--- START ---

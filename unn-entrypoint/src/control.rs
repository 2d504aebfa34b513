//! Room-side control stream logic (§4.6).
//!
//! This module is the pure decision layer: given an incoming
//! `OperatorMessage` and the authenticated identity of the connection it
//! arrived on, decide what changes to the room registry to make and what
//! to write back. The actual SSH channel I/O lives in `ssh.rs`, which
//! drives this handler and owns the wire bytes; keeping the two separate
//! means the registration rules can be unit tested without a socket.

use crate::broker::Broker;
use crate::person::PersonRegistry;
use std::sync::Arc;
use tokio::sync::mpsc::UnboundedSender;
use tracing::{info, warn};
use unn_core::fingerprint::PublicKeyFingerprint;
use unn_core::messages::{ErrorPayload, OperatorMessage, RegisterPayload};
use unn_core::room::RoomRegistry;

/// What the control-stream task should do after handling one incoming
/// message: write a reply back on this same stream, and/or fan a roster
/// broadcast out to attached Persons. Per §5's ordering guarantee, the
/// broadcast MUST be issued before the reply when both are present.
pub struct ControlOutcome {
    pub broadcast: Option<Vec<unn_core::messages::RoomSummary>>,
    pub reply: Option<OperatorMessage>,
}

impl ControlOutcome {
    fn reply_only(reply: OperatorMessage) -> Self {
        Self { broadcast: None, reply: Some(reply) }
    }

    fn broadcast_and_reply(
        broadcast: Vec<unn_core::messages::RoomSummary>,
        reply: OperatorMessage,
    ) -> Self {
        Self { broadcast: Some(broadcast), reply: Some(reply) }
    }
}

/// Per-connection state for one room operator's control stream. Created
/// once the SSH channel requests the `unn-control` subsystem.
///
/// `authenticated_username` is `None` when the connection's fingerprint
/// has no verified identity (§4.2) — room registration requires pre-auth
/// (§7, scenario S3), so every `register` on such a session is rejected.
pub struct RoomControlSession {
    rooms: RoomRegistry,
    persons: PersonRegistry,
    broker: Arc<Broker>,
    authenticated_username: Option<String>,
    room_name: Option<String>,
    control_tx: UnboundedSender<OperatorMessage>,
}

impl RoomControlSession {
    pub fn new(
        rooms: RoomRegistry,
        persons: PersonRegistry,
        broker: Arc<Broker>,
        authenticated_username: Option<String>,
        control_tx: UnboundedSender<OperatorMessage>,
    ) -> Self {
        Self {
            rooms,
            persons,
            broker,
            authenticated_username,
            room_name: None,
            control_tx,
        }
    }

    /// Handle one decoded message from the operator's stream (§4.6).
    pub async fn handle(&mut self, msg: OperatorMessage) -> ControlOutcome {
        match msg {
            OperatorMessage::Register(payload) => self.handle_register(payload).await,
            OperatorMessage::Unregister => self.handle_unregister().await,
            OperatorMessage::PunchAnswer(payload) => {
                let resolved = self.broker.resolve_punch_answer(payload.clone()).await;
                if !resolved {
                    warn!(person_id = %payload.person_id, "punch_answer with no matching session");
                }
                ControlOutcome { broadcast: None, reply: None }
            }
            OperatorMessage::Unknown { tag, .. } => ControlOutcome::reply_only(OperatorMessage::Error(
                ErrorPayload { message: format!("unrecognized message type '{tag}'") },
            )),
            // PunchOffer/PunchStart/RoomList/Error only ever flow EP -> room.
            other => ControlOutcome::reply_only(OperatorMessage::Error(ErrorPayload {
                message: format!("message type not accepted on this stream: {other:?}").lines().next().unwrap().to_string(),
            })),
        }
    }

    async fn handle_register(&mut self, payload: RegisterPayload) -> ControlOutcome {
        let Some(authenticated_username) = self.authenticated_username.clone() else {
            warn!(room = %payload.room_name, "register rejected: connection has no verified identity");
            return ControlOutcome::reply_only(OperatorMessage::Error(ErrorPayload {
                message: "room registration requires a verified identity".to_string(),
            }));
        };

        let payload_host_fp = payload
            .public_keys
            .first()
            .and_then(|k| unn_core::decode_wire_key(k))
            .map(|bytes| PublicKeyFingerprint::from_wire_bytes(&bytes));

        let result = self.rooms.register_room(
            &payload.room_name,
            payload_host_fp.as_ref(),
            &authenticated_username,
            payload.doors,
            payload.candidates,
            payload.ssh_port,
            payload.public_keys,
            payload.people_count,
            self.control_tx.clone(),
        );

        match result {
            Ok((outcome, room_list)) => {
                info!(room = %payload.room_name, ?outcome, "room registered");
                self.room_name = Some(payload.room_name);
                ControlOutcome::broadcast_and_reply(
                    room_list.clone(),
                    OperatorMessage::RoomList(room_list),
                )
            }
            Err(e) => ControlOutcome::reply_only(OperatorMessage::Error(ErrorPayload {
                message: e.to_string(),
            })),
        }
    }

    async fn handle_unregister(&mut self) -> ControlOutcome {
        let Some(room_name) = self.room_name.take() else {
            return ControlOutcome { broadcast: None, reply: None };
        };
        let room_list = self.rooms.unregister_room(&room_name);
        ControlOutcome { broadcast: Some(room_list), reply: None }
    }

    /// Called when the control stream closes, whichever side initiated
    /// it (§4.6: "Stream termination — by either side — deletes the
    /// LiveRoom and broadcasts the updated roster").
    pub async fn on_stream_closed(&mut self) -> Option<Vec<unn_core::messages::RoomSummary>> {
        let room_name = self.room_name.take()?;
        Some(self.rooms.unregister_room(&room_name))
    }

    /// Apply a `ControlOutcome`'s broadcast half, delivering the roster
    /// to every attached Person before the caller writes `reply` to the
    /// operator's wire (§5, §8 invariant 3).
    pub async fn deliver_broadcast(&self, rooms: Vec<unn_core::messages::RoomSummary>) {
        self.persons.broadcast_room_list(rooms).await;
    }
}

#[cfg(test)]
mod tests {
    use super::*;
    use std::path::PathBuf;
    use unn_core::messages::Candidate;

    fn rooms_path() -> PathBuf {
        std::env::temp_dir().join(format!("unn-control-test-{}", rand::random::<u64>()))
    }

    fn sender() -> UnboundedSender<OperatorMessage> {
        tokio::sync::mpsc::unbounded_channel().0
    }

    #[tokio::test]
    async fn register_new_room_broadcasts_and_replies_room_list() {
        let mut session = RoomControlSession::new(
            RoomRegistry::load(rooms_path()),
            PersonRegistry::new(),
            Arc::new(Broker::new()),
            Some("alice".to_string()),
            sender(),
        );
        let outcome = session
            .handle(OperatorMessage::Register(RegisterPayload {
                room_name: "r1".to_string(),
                doors: vec![],
                candidates: vec!["1.2.3.4:5000".to_string() as Candidate],
                ssh_port: 2222,
                public_keys: vec!["K".to_string()],
                people_count: 0,
            }))
            .await;
        assert!(outcome.broadcast.is_some());
        assert!(matches!(outcome.reply, Some(OperatorMessage::RoomList(_))));
        assert_eq!(session.room_name.as_deref(), Some("r1"));
    }

    #[tokio::test]
    async fn register_conflicting_owner_replies_error_without_broadcast() {
        let rooms = RoomRegistry::load(rooms_path());
        let mut alice = RoomControlSession::new(
            rooms.clone(),
            PersonRegistry::new(),
            Arc::new(Broker::new()),
            Some("alice".to_string()),
            sender(),
        );
        alice
            .handle(OperatorMessage::Register(RegisterPayload {
                room_name: "r1".to_string(),
                doors: vec![],
                candidates: vec![],
                ssh_port: 2222,
                public_keys: vec!["K-alice".to_string()],
                people_count: 0,
            }))
            .await;

        let mut bob = RoomControlSession::new(
            rooms,
            PersonRegistry::new(),
            Arc::new(Broker::new()),
            Some("bob".to_string()),
            sender(),
        );
        let outcome = bob
            .handle(OperatorMessage::Register(RegisterPayload {
                room_name: "r1".to_string(),
                doors: vec![],
                candidates: vec![],
                ssh_port: 2223,
                public_keys: vec!["K-bob".to_string()],
                people_count: 0,
            }))
            .await;
        assert!(outcome.broadcast.is_none());
        match outcome.reply {
            Some(OperatorMessage::Error(e)) => assert!(e.message.contains("already taken")),
            _ => panic!("expected error reply"),
        }
    }

    #[tokio::test]
    async fn unregister_tears_down_live_room() {
        let mut session = RoomControlSession::new(
            RoomRegistry::load(rooms_path()),
            PersonRegistry::new(),
            Arc::new(Broker::new()),
            Some("alice".to_string()),
            sender(),
        );
        session
            .handle(OperatorMessage::Register(RegisterPayload {
                room_name: "r1".to_string(),
                doors: vec![],
                candidates: vec![],
                ssh_port: 2222,
                public_keys: vec![],
                people_count: 0,
            }))
            .await;
        let outcome = session.handle(OperatorMessage::Unregister).await;
        assert_eq!(outcome.broadcast, Some(vec![]));
        assert!(session.room_name.is_none());
    }

    #[tokio::test]
    async fn register_without_verified_identity_is_rejected() {
        let rooms = RoomRegistry::load(rooms_path());
        let mut session = RoomControlSession::new(
            rooms.clone(),
            PersonRegistry::new(),
            Arc::new(Broker::new()),
            None,
            sender(),
        );
        let outcome = session
            .handle(OperatorMessage::Register(RegisterPayload {
                room_name: "r1".to_string(),
                doors: vec![],
                candidates: vec![],
                ssh_port: 2222,
                public_keys: vec!["K".to_string()],
                people_count: 0,
            }))
            .await;
        assert!(outcome.broadcast.is_none());
        match outcome.reply {
            Some(OperatorMessage::Error(e)) => assert!(e.message.contains("verified identity")),
            _ => panic!("expected error reply"),
        }
        assert!(session.room_name.is_none());
        assert!(!rooms.is_live("r1"));
    }

    #[tokio::test]
    async fn unknown_message_type_yields_error_reply() {
        let mut session = RoomControlSession::new(
            RoomRegistry::load(rooms_path()),
            PersonRegistry::new(),
            Arc::new(Broker::new()),
            Some("alice".to_string()),
            sender(),
        );
        let outcome = session
            .handle(OperatorMessage::Unknown {
                tag: "frobnicate".to_string(),
                payload: serde_json::json!({}),
            })
            .await;
        match outcome.reply {
            Some(OperatorMessage::Error(e)) => assert!(e.message.contains("frobnicate")),
            _ => panic!("expected error reply"),
        }
    }
}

--- END ---

> **Aim of the exercise**: Return, line for line and unchanged, the data from its first line through the line containing "use std::sync::Arc;".

> **Solution below**:
filename unn-entrypoint/src/control.rs
repository 2d504aebfa34b513
//! Room-side control stream logic (§4.6).
//!
//! This module is the pure decision layer: given an incoming
//! `OperatorMessage` and the authenticated identity of the connection it
//! arrived on, decide what changes to the room registry to make and what
//! to write back. The actual SSH channel I/O lives in `ssh.rs`, which
//! drives this handler and owns the wire bytes; keeping the two separate
//! means the registration rules can be unit tested without a socket.

use crate::broker::Broker;
use crate::person::PersonRegistry;
use std::sync::Arc;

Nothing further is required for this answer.